The couple, originally from Michigan, bought a condo in Kings Point in Sun City Center in 1979 and often shop using their golf cart as do many others in the small retirement community where it is legal to use the carts for transportation on all streets except state highways.
But this particular day, although neither could explain exactly what happened, their cart struck a pole on the front driver’s side, ejecting them both into the brush.
As Speed became airborne, he tore his leg so badly he was pouring blood. Lois struck her head and was bruised and dazed.
“There was so much blood I was terrified,” Lois said, remembering looking up from the ground at her husband, who had ripped his skin as it was pulled between the cart and the pole.
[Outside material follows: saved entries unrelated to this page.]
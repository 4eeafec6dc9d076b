// This Source Code Form is subject to the terms of the Mozilla Public
// License, v. 2.0. If a copy of the MPL was not distributed with this
// file, You can obtain one at https://mozilla.org/MPL/2.0/.

//! EntityResolver trait implementation

use crate::scanner::EntityIndex;
use crate::tokenizer::parse_entity_at;
use log::debug;
use rustc_hash::FxHashMap;
use std::sync::{Arc, RwLock};
use utsp_model::{DecodedEntity, EntityId, EntityResolver, IfcType};

/// Thread-safe entity resolver implementation
///
/// Instances are decoded lazily on first access and cached.
pub struct ResolverImpl {
    /// Raw IFC content (owned for thread safety)
    content: String,
    /// Offsets, type buckets and max id
    index: EntityIndex,
    /// Decoded entity cache (thread-safe)
    cache: RwLock<FxHashMap<u32, Arc<DecodedEntity>>>,
}

impl ResolverImpl {
    /// Create a new resolver over content and its scanned index
    pub fn new(content: String, index: EntityIndex) -> Self {
        Self {
            content,
            index,
            cache: RwLock::new(FxHashMap::default()),
        }
    }

    /// Get raw content
    pub fn content(&self) -> &str {
        &self.content
    }

    /// Get the scanned index
    pub fn index(&self) -> &EntityIndex {
        &self.index
    }

    /// Decode and cache an entity
    fn decode_and_cache(&self, id: u32) -> Option<Arc<DecodedEntity>> {
        {
            let cache = self.cache.read().ok()?;
            if let Some(cached) = cache.get(&id) {
                return Some(Arc::clone(cached));
            }
        }

        let (start, end) = self.index.offsets.get(&id)?;

        let entity = match parse_entity_at(&self.content, *start, *end) {
            Ok(entity) => entity,
            Err(e) => {
                debug!("Skipping undecodable instance #{}: {}", id, e);
                return None;
            }
        };
        let arc = Arc::new(entity);

        if let Ok(mut cache) = self.cache.write() {
            cache.insert(id, Arc::clone(&arc));
        }

        Some(arc)
    }
}

impl EntityResolver for ResolverImpl {
    fn get(&self, id: EntityId) -> Option<Arc<DecodedEntity>> {
        self.decode_and_cache(id.0)
    }

    fn entities_by_type(&self, ifc_type: &IfcType) -> Vec<Arc<DecodedEntity>> {
        self.index
            .by_type
            .get(&ifc_type.step_name())
            .map(|ids| ids.iter().filter_map(|id| self.decode_and_cache(*id)).collect())
            .unwrap_or_default()
    }

    fn count_by_type(&self, ifc_type: &IfcType) -> usize {
        self.index
            .by_type
            .get(&ifc_type.step_name())
            .map(|v| v.len())
            .unwrap_or(0)
    }

    fn max_id(&self) -> u32 {
        self.index.max_id
    }

    fn entity_count(&self) -> usize {
        self.index.len()
    }
}
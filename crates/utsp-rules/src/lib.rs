// This Source Code Form is subject to the terms of the Mozilla Public
// License, v. 2.0. If a copy of the MPL was not distributed with this
// file, You can obtain one at https://mozilla.org/MPL/2.0/.

//! Utsp Rules - A4_Utsp property set validation
//!
//! Checks provision-for-void elements of an IFC model against the A4_Utsp
//! property set schema. Works on any model implementing the `utsp-model`
//! traits.
//!
//! Data flows one way: property sets are extracted per element, each
//! property is checked, the dimensions are cross-checked, and the outcomes
//! roll up into an [`ElementRecord`] and finally a [`FileRecord`].
//!
//! Validation failures are data, not errors: every finding is a
//! [`ValidationOutcome`] with a [`Severity`].
//!
//! # Example
//!
//! ```ignore
//! use utsp_parser::ParsedModel;
//! use utsp_rules::{validate_model, ValidationConfig};
//!
//! let model = ParsedModel::open("A4_RIV_Utsparinger.ifc")?;
//! let record = validate_model(&model, "A4_RIV_Utsparinger.ifc", &ValidationConfig::default());
//! println!("{} OK of {}", record.summary().ok, record.summary().total);
//! ```

pub mod config;
pub mod dimensions;
pub mod element;
pub mod extract;
pub mod file;
pub mod outcome;
pub mod schema;
pub mod validators;

pub use config::ValidationConfig;
pub use dimensions::{check_dimensions, has_value, DimensionCheck, DimensionShape};
pub use element::{validate_element, ElementIdentity, ElementRecord, ElementStatus, UNNAMED};
pub use extract::{extract, Extraction, PropertyMap, PsetLocation};
pub use file::{expected_prefix, validate_model, FileRecord, FileSummary};
pub use outcome::{Severity, ValidationOutcome};
pub use schema::{UtspProperty, DEFAULT_DISCIPLINES, PROPERTY_PREFIX, REQUIRED_PSET};
pub use validators::validate_property;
A man came to their aid, bandaging Speed’s leg with a T-shirt and stopping the bleeding with a tourniquet made from gear from his truck. Two women came and stayed with Speed and Lois until ambulances came.
When a news story titled “Who was that man?” ran Oct. 9 in The Observer News, The SCC Observer and The Current about the Good Samaritans, the newspaper was contacted by Bill Guess, Verizon’s local manager.
What the Guerins did not know yet was that at the exact time they hit the pole, a Verizon fiber optic technician of 16 years named Troy Hamrick had just settled down in his truck in a woodsy area nearby to eat his lunch.
“I heard the commotion and ran to see what had happened,” Hamrick said as his peers, supervisors from all over the southeastern part of the state and many friends of the Guerins surrounded him Oct 27. “Anyone would have done it.”
The Guerins, however, know that without Hamrick’s immediate, fast thinking, Speed would have bled to death.
“I wrapped him in the T-shirt first because the cut was so deep and very long,” Hamrick said. “Then I taped it all around with easy wrap — I call it Saran Wrap™ on steroids. It’s a tape we use. I knew I had to makeshift something fast because of the bleeding.”
Hamrick made sure the couple was stable, and left them in the care of three more persons who stopped to help. Hamrick quietly went on his way without telling anyone his name.
Someone called 9-1-1 and two ambulances were dispatched, taking the couple to Tampa General Hospital. Speed was treated and released, but Lois, who had suffered head injuries, stayed two days.
Betsy Brownell and Fettie Bottoms were out walking and came upon the scene at just the right moment, as did Bo Dalgren. But the Guerins did not know any of their names until after they came home from the hospital.
Dalgren called for the cart to be towed. Then he took all the Guerins’ belongings and got them to their house. “They had golf clubs and a lot of things besides their groceries in the cart,” he said.
The two women stayed with Lois, who got the second of the two ambulances.
“They made sure I stayed calm. I don’t know what I’d have done without them,” Lois Guerin said. Dazed and having hit her head hard, all she knew was that her husband was bleeding profusely and was taken first.
When the couple finally returned home, Brownell and Bottoms showed up at their house with all the groceries the Guerins had bought that night at Walmart. They had taken them home and refrigerated them and checked to find out when the couple was released.
When the news story ran saying the Guerins wished they knew who the man was who had bandaged Speed’s leg, which doctors later said had saved Speed’s life, Verizon supervisors decided to thank their employee and give him the company’s Presidential Heroes Award — which only eight people in Verizon have ever received.
This was done as part of the Oct. 27 event to honor his heroism in front of the Guerins, their friends, and Verizon’s areawide team.